Chargée d'études au CERI (Sciences Po Paris), responsable de l'Observatoire des élections en Europe à la Fondation Robert Schuman

Robert Schuman Fondation

Fondation Robert Schuman

Au début de cette année, Heydar Aliev, Président de l'Azerbaïdjan, était victime d'un malaise en direct à la télévision. Le 4 août dernier, alors que son père est soigné pour une insuffisance cardiaque congestive d'abord en Turquie puis dans une clinique des Etats-Unis où il avait déjà subi un pontage coronarien en 1999, son fils unique Ilham Aliev est élu par le Parlement (par 101 voix pour et une abstention) Premier ministre du pays en remplacement d'Artur Rasizadé. Après son élection, le nouveau Premier ministre a eu droit à une ovation debout de la part des députés.

Le 25 août 2002, 97,3% des Azéris ont approuvé par référendum trente-neuf amendements à la Constitution destinés, selon les autorités, à moderniser la Loi fondamentale et à l'aligner sur les normes européennes et les traités internationaux. En réalité, il a surtout permis d'introduire dans la Constitution un dispositif russe qui a permis au Président Boris Eltsine le 31 décembre 1999 de lancer Vladimir Poutine sur le chemin de la Présidence. Cette mesure stipule que si le chef de l'Etat quitte ses fonctions avant la fin de son mandat, le Premier ministre assure l'intérim pendant trois mois avant d'organiser une nouvelle élection présidentielle. La nomination d'Ilham Aliev au poste de Premier ministre constitue donc la première marche vers son accession à la tête de l'Etat et vers la création d'une dynastie familiale en Azerbaïdjan.

Heydar Aliev, l'homme fort de l'Azerbaïdjan indépendant

Agé de quatre-vingts ans, le Président Heydar Aliev a dominé la vie politique depuis trois décennies en s'y faisant beaucoup d'ennemis mais également en suscitant une profonde affection chez ses compatriotes, qui lui vaut d'être surnommé « baba » (grand-père).

Entré en politique à l'époque de Staline, ce général de l'Armée rouge a servi dans le KGB avant d'être nommé premier secrétaire du Parti communiste d'Azerbaïdjan.
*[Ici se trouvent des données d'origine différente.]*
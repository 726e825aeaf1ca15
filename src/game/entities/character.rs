//! Player-controlled investigator.
//!
//! A [`Character`] reads the gamepad events of its own gamepad from the
//! [`GamepadInbox`] and walks while a direction is held. Its z-index follows
//! its feet so characters lower on screen are drawn in front.

use bevy_ecs::prelude::*;

use crate::components::gameobject::{EntityKind, GameObject};
use crate::components::zindex::ZIndex;
use crate::engine::render::{Color, DrawCommand, Rect, RenderTarget};
use crate::events::gamepad::ButtonState;
use crate::resources::input::GamepadInbox;
use crate::resources::session::CharacterId;

/// Walking speed in pixels per second.
pub const WALK_SPEED: f32 = 120.0;
pub const WIDTH: f32 = 24.0;
pub const HEIGHT: f32 = 40.0;

#[derive(Debug, Clone)]
pub struct Character {
    player_number: i32,
    character: CharacterId,
    gamepad: Option<u32>,
    pos: [f32; 2],
    /// Held direction, one component per axis.
    heading: [f32; 2],
    /// Area the character may walk in.
    house: Rect,
}

impl Character {
    pub fn new(player_number: i32, character: CharacterId, gamepad: Option<u32>, pos: [f32; 2], house: Rect) -> Self {
        Self {
            player_number,
            character,
            gamepad,
            pos,
            heading: [0.0, 0.0],
            house,
        }
    }

    pub fn player_number(&self) -> i32 {
        self.player_number
    }

    pub fn character(&self) -> CharacterId {
        self.character
    }

    pub fn position(&self) -> [f32; 2] {
        self.pos
    }

    fn read_input(&mut self, world: &World) {
        let (Some(index), Some(inbox)) = (self.gamepad, world.get_resource::<GamepadInbox>()) else {
            return;
        };
        for event in inbox.for_gamepad(index) {
            let Some([dx, dy]) = event.button.direction() else {
                continue;
            };
            let held = event.state == ButtonState::Pressed;
            if dx != 0.0 {
                self.heading[0] = if held { dx } else { 0.0 };
            }
            if dy != 0.0 {
                self.heading[1] = if held { dy } else { 0.0 };
            }
        }
    }
}

impl GameObject for Character {
    fn init(&mut self, me: Entity, world: &mut World) {
        if let Some(mut z) = world.get_mut::<ZIndex>(me) {
            z.0 = (self.pos[1] + HEIGHT) as i32;
        }
    }

    fn update(&mut self, me: Entity, dt: f32, world: &mut World) {
        self.read_input(world);

        let [hx, hy] = self.heading;
        let len = (hx * hx + hy * hy).sqrt();
        if len > 0.0 {
            let step = WALK_SPEED * dt / len;
            self.pos[0] = (self.pos[0] + hx * step).clamp(self.house.x, self.house.x + self.house.w - WIDTH);
            self.pos[1] = (self.pos[1] + hy * step).clamp(self.house.y, self.house.y + self.house.h - HEIGHT);
        }

        if let Some(mut z) = world.get_mut::<ZIndex>(me) {
            z.0 = (self.pos[1] + HEIGHT) as i32;
        }
    }

    fn draw(&self, target: &mut dyn RenderTarget) {
        let rect = self.bounds();
        target.draw(DrawCommand::Sprite {
            texture: self.character.texture_path().to_string(),
            dest: rect,
        });
        target.draw(DrawCommand::Outline {
            rect,
            color: Color::for_player(self.player_number),
        });
    }

    fn bounds(&self) -> Rect {
        Rect::new(self.pos[0], self.pos[1], WIDTH, HEIGHT)
    }

    fn kind(&self) -> EntityKind {
        EntityKind::Character
    }
}

#[cfg(test)]
mod tests {
    use super::*;
    use crate::components::playernumber::PlayerNumber;
    use crate::engine::group::EntityGroup;
    use crate::events::gamepad::{GamepadButton, GamepadEvent};

    fn setup() -> (World, EntityGroup, Entity) {
        let mut world = World::new();
        world.insert_resource(GamepadInbox::default());
        let mut group = EntityGroup::new();
        let house = Rect::new(0.0, 0.0, 1000.0, 1000.0);
        let e = group.spawn(
            &mut world,
            PlayerNumber(1),
            0,
            Character::new(1, CharacterId::Priest, Some(7), [100.0, 100.0], house),
        );
        (world, group, e)
    }

    #[test]
    fn test_walks_while_held() {
        let (mut world, mut group, e) = setup();
        world
            .resource_mut::<GamepadInbox>()
            .push(GamepadEvent::pressed(7, GamepadButton::Right));
        group.update(0.5, &mut world);
        world.resource_mut::<GamepadInbox>().clear();
        group.update(0.5, &mut world);

        assert_eq!(group.bounds(&world, e).unwrap().x, 100.0 + WALK_SPEED);

        world
            .resource_mut::<GamepadInbox>()
            .push(GamepadEvent::released(7, GamepadButton::Right));
        group.update(0.5, &mut world);
        assert_eq!(group.bounds(&world, e).unwrap().x, 100.0 + WALK_SPEED);
    }

    #[test]
    fn test_ignores_other_gamepads() {
        let (mut world, mut group, e) = setup();
        world
            .resource_mut::<GamepadInbox>()
            .push(GamepadEvent::pressed(2, GamepadButton::Down));
        group.update(1.0, &mut world);
        assert_eq!(group.bounds(&world, e).unwrap().y, 100.0);
    }

    #[test]
    fn test_z_index_follows_feet() {
        let (mut world, mut group, e) = setup();
        world
            .resource_mut::<GamepadInbox>()
            .push(GamepadEvent::pressed(7, GamepadButton::Down));
        group.update(0.5, &mut world);
        assert_eq!(world.get::<ZIndex>(e).unwrap().0, (100.0 + 60.0 + HEIGHT) as i32);
    }

    #[test]
    fn test_stays_inside_house() {
        let (mut world, mut group, e) = setup();
        world
            .resource_mut::<GamepadInbox>()
            .push(GamepadEvent::pressed(7, GamepadButton::Left));
        group.update(10.0, &mut world);
        assert_eq!(group.bounds(&world, e).unwrap().x, 0.0);
    }
}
Protégé par Leonid Brejnev, il est le premier musulman à entrer au bureau politique du Parti communiste d'où il est exclu en 1987 par la perestroïka de Mikhaïl Gorbatchev. En 1990, il se retire dans son Nakhitchevan natal. Trois ans plus tard, alors que l'Azerbaïdjan, devenu indépendant, est enlisé dans la guerre contre l'Arménie au Nagorny Karabakh, il revient au pouvoir à la faveur d'un coup d'Etat qui évince le Président Aboulfaz Echilbey. Celui-ci s'enfuit en Turquie et Heydar Aliev assure l'intérim à la tête de l'Etat avant d'être élu Président de la République le 3 octobre 1993, recueillant 92,8% des suffrages exprimés. Très rapidement, il fait taire les officiers rebelles de l'armée, signe le « contrat du siècle » avec les compagnies pétrolières occidentales et rétablit la stabilité dans le pays en signant également un cessez-le-feu avec l'Arménie (qui garde le contrôle de 13% du territoire azéri). Heydar Aliev se pose en allié des Etats-Unis et son pays devient le principal destinataire des milliards de dollars d'investissements directs étrangers par habitant parmi l'ensemble des ex-Républiques soviétiques devenues indépendantes.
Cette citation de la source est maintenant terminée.